- [What the task requires]:
The required answer is every line of the data containing the word "BitRightMoveEqual".

- [Data to use]:
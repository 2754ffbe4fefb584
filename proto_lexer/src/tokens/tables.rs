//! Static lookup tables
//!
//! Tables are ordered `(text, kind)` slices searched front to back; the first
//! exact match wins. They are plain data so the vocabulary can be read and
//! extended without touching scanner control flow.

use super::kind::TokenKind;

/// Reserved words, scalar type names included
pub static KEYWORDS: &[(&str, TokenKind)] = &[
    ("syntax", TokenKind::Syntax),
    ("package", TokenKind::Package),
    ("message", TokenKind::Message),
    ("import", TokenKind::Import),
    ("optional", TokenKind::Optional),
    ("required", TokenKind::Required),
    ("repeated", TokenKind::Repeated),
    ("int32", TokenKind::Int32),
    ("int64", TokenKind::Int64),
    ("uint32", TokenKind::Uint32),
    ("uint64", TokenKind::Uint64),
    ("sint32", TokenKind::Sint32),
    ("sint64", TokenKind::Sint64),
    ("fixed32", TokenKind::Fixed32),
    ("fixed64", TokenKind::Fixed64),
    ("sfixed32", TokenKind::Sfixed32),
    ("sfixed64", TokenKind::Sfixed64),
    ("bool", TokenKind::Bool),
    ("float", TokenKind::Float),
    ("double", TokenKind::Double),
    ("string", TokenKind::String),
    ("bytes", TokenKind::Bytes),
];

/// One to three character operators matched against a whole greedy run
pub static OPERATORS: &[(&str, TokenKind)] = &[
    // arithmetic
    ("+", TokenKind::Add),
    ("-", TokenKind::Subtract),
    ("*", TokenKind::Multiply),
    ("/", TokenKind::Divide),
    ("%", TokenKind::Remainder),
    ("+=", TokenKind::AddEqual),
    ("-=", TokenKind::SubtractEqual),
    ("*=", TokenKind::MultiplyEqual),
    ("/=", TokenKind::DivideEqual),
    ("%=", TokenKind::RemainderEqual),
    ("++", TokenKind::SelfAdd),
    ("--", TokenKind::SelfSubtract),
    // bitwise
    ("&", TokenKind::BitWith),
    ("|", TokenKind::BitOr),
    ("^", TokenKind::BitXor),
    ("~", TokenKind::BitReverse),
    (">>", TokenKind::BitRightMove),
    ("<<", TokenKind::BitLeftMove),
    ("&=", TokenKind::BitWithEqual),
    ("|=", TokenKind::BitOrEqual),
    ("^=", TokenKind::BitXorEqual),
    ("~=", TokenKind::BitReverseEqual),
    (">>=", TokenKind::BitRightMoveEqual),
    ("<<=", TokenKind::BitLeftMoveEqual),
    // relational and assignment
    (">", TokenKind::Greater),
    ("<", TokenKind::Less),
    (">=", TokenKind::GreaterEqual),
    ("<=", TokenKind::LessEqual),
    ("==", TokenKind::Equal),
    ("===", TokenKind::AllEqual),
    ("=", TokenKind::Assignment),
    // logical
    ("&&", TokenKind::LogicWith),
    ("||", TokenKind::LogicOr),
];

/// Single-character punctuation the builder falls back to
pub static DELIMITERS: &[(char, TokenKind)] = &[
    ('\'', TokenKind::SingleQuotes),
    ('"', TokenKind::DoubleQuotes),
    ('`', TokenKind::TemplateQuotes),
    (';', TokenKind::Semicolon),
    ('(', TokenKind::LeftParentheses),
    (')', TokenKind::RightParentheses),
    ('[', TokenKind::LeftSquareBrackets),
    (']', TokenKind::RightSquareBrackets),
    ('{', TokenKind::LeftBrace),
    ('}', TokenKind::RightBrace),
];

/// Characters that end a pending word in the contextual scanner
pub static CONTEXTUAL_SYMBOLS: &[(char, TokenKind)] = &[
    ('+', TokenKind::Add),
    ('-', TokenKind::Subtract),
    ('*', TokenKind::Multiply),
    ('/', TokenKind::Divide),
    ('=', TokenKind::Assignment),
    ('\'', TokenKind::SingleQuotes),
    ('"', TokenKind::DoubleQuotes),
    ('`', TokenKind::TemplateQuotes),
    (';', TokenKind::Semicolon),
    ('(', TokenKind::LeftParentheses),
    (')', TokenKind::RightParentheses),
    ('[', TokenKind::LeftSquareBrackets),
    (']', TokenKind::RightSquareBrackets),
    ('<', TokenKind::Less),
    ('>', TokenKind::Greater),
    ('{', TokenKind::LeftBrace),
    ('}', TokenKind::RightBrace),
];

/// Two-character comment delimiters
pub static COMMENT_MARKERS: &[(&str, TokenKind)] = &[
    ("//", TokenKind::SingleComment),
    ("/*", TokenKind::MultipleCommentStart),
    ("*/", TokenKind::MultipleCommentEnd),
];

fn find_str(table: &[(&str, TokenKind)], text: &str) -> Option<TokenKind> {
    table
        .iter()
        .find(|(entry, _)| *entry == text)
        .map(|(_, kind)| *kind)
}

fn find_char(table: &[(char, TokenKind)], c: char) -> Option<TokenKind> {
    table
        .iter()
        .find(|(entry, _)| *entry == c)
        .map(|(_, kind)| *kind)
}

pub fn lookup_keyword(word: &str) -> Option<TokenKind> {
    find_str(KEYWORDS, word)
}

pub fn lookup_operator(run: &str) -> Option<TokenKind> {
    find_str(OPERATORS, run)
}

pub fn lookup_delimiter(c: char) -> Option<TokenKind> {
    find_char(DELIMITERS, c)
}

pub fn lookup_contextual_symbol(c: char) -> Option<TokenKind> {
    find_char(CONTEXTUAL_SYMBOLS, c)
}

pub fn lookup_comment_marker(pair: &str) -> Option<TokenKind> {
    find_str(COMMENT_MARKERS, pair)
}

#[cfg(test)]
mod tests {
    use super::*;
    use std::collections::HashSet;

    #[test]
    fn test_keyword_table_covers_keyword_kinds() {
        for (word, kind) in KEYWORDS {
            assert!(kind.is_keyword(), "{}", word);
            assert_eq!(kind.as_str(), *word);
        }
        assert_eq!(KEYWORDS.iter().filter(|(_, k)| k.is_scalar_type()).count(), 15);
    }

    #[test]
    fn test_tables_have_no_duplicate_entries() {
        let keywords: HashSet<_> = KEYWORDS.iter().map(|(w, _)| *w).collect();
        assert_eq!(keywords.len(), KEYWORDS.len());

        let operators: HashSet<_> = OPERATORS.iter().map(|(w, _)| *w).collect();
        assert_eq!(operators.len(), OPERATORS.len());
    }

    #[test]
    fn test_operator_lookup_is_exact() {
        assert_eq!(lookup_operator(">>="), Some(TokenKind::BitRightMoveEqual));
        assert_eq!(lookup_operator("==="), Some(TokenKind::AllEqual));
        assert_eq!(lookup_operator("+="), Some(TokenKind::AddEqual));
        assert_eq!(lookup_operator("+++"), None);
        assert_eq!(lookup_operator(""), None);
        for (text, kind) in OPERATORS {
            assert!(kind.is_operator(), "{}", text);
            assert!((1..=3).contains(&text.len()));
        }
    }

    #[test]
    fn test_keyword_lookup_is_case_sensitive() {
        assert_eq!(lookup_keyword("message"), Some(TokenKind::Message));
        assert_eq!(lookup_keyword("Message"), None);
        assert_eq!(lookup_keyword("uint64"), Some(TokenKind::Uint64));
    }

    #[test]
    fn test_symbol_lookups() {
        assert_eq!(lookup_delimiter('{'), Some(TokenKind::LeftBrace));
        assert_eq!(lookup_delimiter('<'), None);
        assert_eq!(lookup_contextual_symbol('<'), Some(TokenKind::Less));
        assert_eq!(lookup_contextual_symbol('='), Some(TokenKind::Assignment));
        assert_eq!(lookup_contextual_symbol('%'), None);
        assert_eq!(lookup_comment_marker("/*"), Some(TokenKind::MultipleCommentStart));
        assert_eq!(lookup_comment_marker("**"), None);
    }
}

- [Exercise result]:
    (">>=", TokenKind::BitRightMoveEqual),
        assert_eq!(lookup_operator(">>="), Some(TokenKind::BitRightMoveEqual));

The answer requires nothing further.